I broke my own rule: If a place is known for a thing, you get the thing. At Schlesinger’s Steak House in New Windsor, you get Schlesinger Steak. They don’t put it in the name for nothing. And at Quattro’s Farm Store in Pleasant Valley, you buy the poultry and game meats from the animals that they raise on the farm. There’s even a special roadside sign with a long-tailed brown bird on it advertising “Pheasant – Fresh – Smoked – Ducks – Geese – Turkeys” and a neon sign in the window with two birds facing off. Welcome to Pheasant Valley.

Did I get my goose? Duck? No luck. The thought flew out of my head when I pulled up in front of a placard trifecta: “Hunting Supplies” – “Savage Arms” – “Team Glock.” They made another sign indicating not to inquire about public restrooms seem quite serious. The market shares the building with Quattro’s Hunting Supplies, and rifles are visible through the window.

Turns out that Quattro’s is a serious market, cluttered with racks and refrigerated cases, warm and welcoming. Overlooking the cash register by the door are baskets brimming with bread baked fresh daily. The smell pervades all transactions and undoubtedly encourages many last-minute purchases.

Nearby are cartons of jumbo-sized wild turkey eggs, looking rust-speckled. There are smooth cappuccino-colored pheasant eggs and duck eggs, too. There are plump, fresh mozzarellas in tight plastic wrap, and perimeter shelves teeming with colorful cans and jars, eclectic domestic and imported goods curated by someone with excellent taste. Ditto the beer cooler, which contains an excellent selection of microbrews, and a cheese fridge featuring the best of New York State and beyond. Spices in small plastic deli containers are stacked five high – green and pink peppercorns, red paprika – and the display obscures the piece de resistance at back: a deli counter sporting a stunning meat case.

The case is filled in part by products from Quattro’s Game Farm. According to the Eat Well Guide (www.eatwellguide.org), Carmella Quattrociocchi founded the farm in 1942 and operated it with her mother; husband Frank ran the farm store.

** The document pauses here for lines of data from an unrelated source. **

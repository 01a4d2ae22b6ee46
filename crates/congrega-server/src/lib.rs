//! HTTP server assembly for Congrega.
//!
//! Mounts the JSON API from [`congrega_api`] under `/api`, adds a health probe
//! and request tracing, and defines the configuration the binary loads.

use std::{
  path::{Path, PathBuf},
  sync::Arc,
};

use axum::{Router, routing::get};
use congrega_core::store::CommunityStore;
use serde::Deserialize;
use tower_http::trace::TraceLayer;

// ─── Configuration ────────────────────────────────────────────────────────────

/// Runtime server configuration, deserialised from `config.toml` with
/// `CONGREGA_*` environment overrides.
#[derive(Debug, Deserialize, Clone)]
pub struct ServerConfig {
  #[serde(default = "default_host")]
  pub host:       String,
  #[serde(default = "default_port")]
  pub port:       u16,
  #[serde(default = "default_store_path")]
  pub store_path: PathBuf,
}

fn default_host() -> String { "127.0.0.1".to_owned() }

fn default_port() -> u16 { 8080 }

fn default_store_path() -> PathBuf { PathBuf::from("~/.local/share/congrega/congrega.sqlite") }

impl ServerConfig {
  pub fn address(&self) -> String { format!("{}:{}", self.host, self.port) }
}

/// Expand a leading `~` to the user's home directory.
pub fn expand_tilde(path: &Path) -> PathBuf {
  let s = path.to_string_lossy();
  if let Some(rest) = s.strip_prefix("~/")
    && let Ok(home) = std::env::var("HOME")
  {
    return PathBuf::from(home).join(rest);
  }
  path.to_path_buf()
}

// ─── Router ───────────────────────────────────────────────────────────────────

/// Build the top-level [`Router`] for `store`.
pub fn router<S>(store: Arc<S>) -> Router
where
  S: CommunityStore + 'static,
{
  Router::new()
    .route("/health", get(|| async { "ok" }))
    .nest("/api", congrega_api::api_router(store))
    .layer(TraceLayer::new_for_http())
}

// ─── Tests ────────────────────────────────────────────────────────────────────
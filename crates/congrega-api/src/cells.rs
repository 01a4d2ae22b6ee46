//! Handlers for `/cell-groups` endpoints.
//!
//! | Method | Path | Notes |
//! |--------|------|-------|
//! | `POST` | `/cell-groups` | Body: `{"ministry_id":..,"name":..,"members":[..]}` |
//! | `GET`  | `/cell-groups/{id}` | Group with resolved members |
//! | `PUT`  | `/cell-groups/{id}` | Replaces name and description; `members`, when present, replaces the whole list |

use std::sync::Arc;

use axum::{
  Json,
  extract::{Path, State},
  http::StatusCode,
  response::IntoResponse,
};
use congrega_core::{
  cell::{CellGroupUpdate, CellGroupView, NewCellGroup},
  store::CommunityStore,
};
use uuid::Uuid;

use crate::{caller::Caller, error::ApiError};

/// `POST /cell-groups`: returns 201 + the stored group.
#[tracing::instrument(skip_all, fields(company = %caller.company, actor = ?caller.actor))]
pub async fn create<S: CommunityStore>(
  State(store): State<Arc<S>>,
  caller: Caller,
  Json(body): Json<NewCellGroup>,
) -> Result<impl IntoResponse, ApiError> {
  let cell = caller.tenant(&*store).create_cell_group(body).await?;
  Ok((StatusCode::CREATED, Json(cell)))
}

/// `GET /cell-groups/{id}`
#[tracing::instrument(skip_all, fields(company = %caller.company, actor = ?caller.actor))]
pub async fn get_one<S: CommunityStore>(
  State(store): State<Arc<S>>,
  caller: Caller,
  Path(id): Path<Uuid>,
) -> Result<Json<CellGroupView>, ApiError> {
  Ok(Json(caller.tenant(&*store).resolve_cell_members(id).await?))
}

/// `PUT /cell-groups/{id}`: returns the group with its resolved members.
#[tracing::instrument(skip_all, fields(company = %caller.company, actor = ?caller.actor))]
pub async fn update<S: CommunityStore>(
  State(store): State<Arc<S>>,
  caller: Caller,
  Path(id): Path<Uuid>,
  Json(body): Json<CellGroupUpdate>,
) -> Result<Json<CellGroupView>, ApiError> {
  let tenant = caller.tenant(&*store);
  tenant.update_cell_group(id, body).await?;
  Ok(Json(tenant.resolve_cell_members(id).await?))
}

A third generation of Quattros now runs the show, raising chickens, ducks, geese, pheasants and turkeys both domestic and wild: New Holland Whites, which can grow to over 40 pounds, Bourbon Reds and Eastern Wilds; venison too. The cage-free and pasture-raised animals eat antibiotic-free vegetarian feed, wheat, oats, barley, rye, alfalfa and corn. When the animals eat well, you will, too. Those dozens of dark venison sausage links just waiting to be plucked up and wrapped in white paper? The best I’ve ever had. I hear rumors of wild turkey summer sausage, goose pastrami and turkeys smoked on the premises.

They do not dry-cure in-house, but do stock a secondary display’s worth of finest-quality Italian salamis and – bless my heart! – speck. Speck is a juniper-cured, cold-smoked aged ham with a thick fat cap protecting its ruby-red meat, and this is the first time that I’ve seen it outside of the Italian/Austrian borderlands.

A tray of majestic, hand-hewn Porterhouse steaks turned my attention, and then the hunky short ribs. There were long, dark and handsome flank steaks. It was everything that you’d need for a beef Bacchanalia. I looked back at the sausages, nestled next to their sweet and hot Italian friends. It was close to sensory overload.

Luckily, everyone behind the counter is kind, knowledgeable and courteous. Ask for suggestions and recipes. They can help the willing.

I was a hopeless case. I spent $65. That included a Harpersfield Farmstead cheese, made in New York and flavored with hops. This surprising semi-hard exhibits a pleasant bitterness that begs for beer.

No first-time pheasant, sure, but I’ll be back. It was worth the long drive down Route 44 to be able to recommend this treasure, heretofore hidden from me. Those lucky enough to live nearer the Rhinebeck Farmers’ Market can get their Quattro’s fix there; and if you’re in New York City, stop by the Union Square Greenmarket for a selection of best-sellers.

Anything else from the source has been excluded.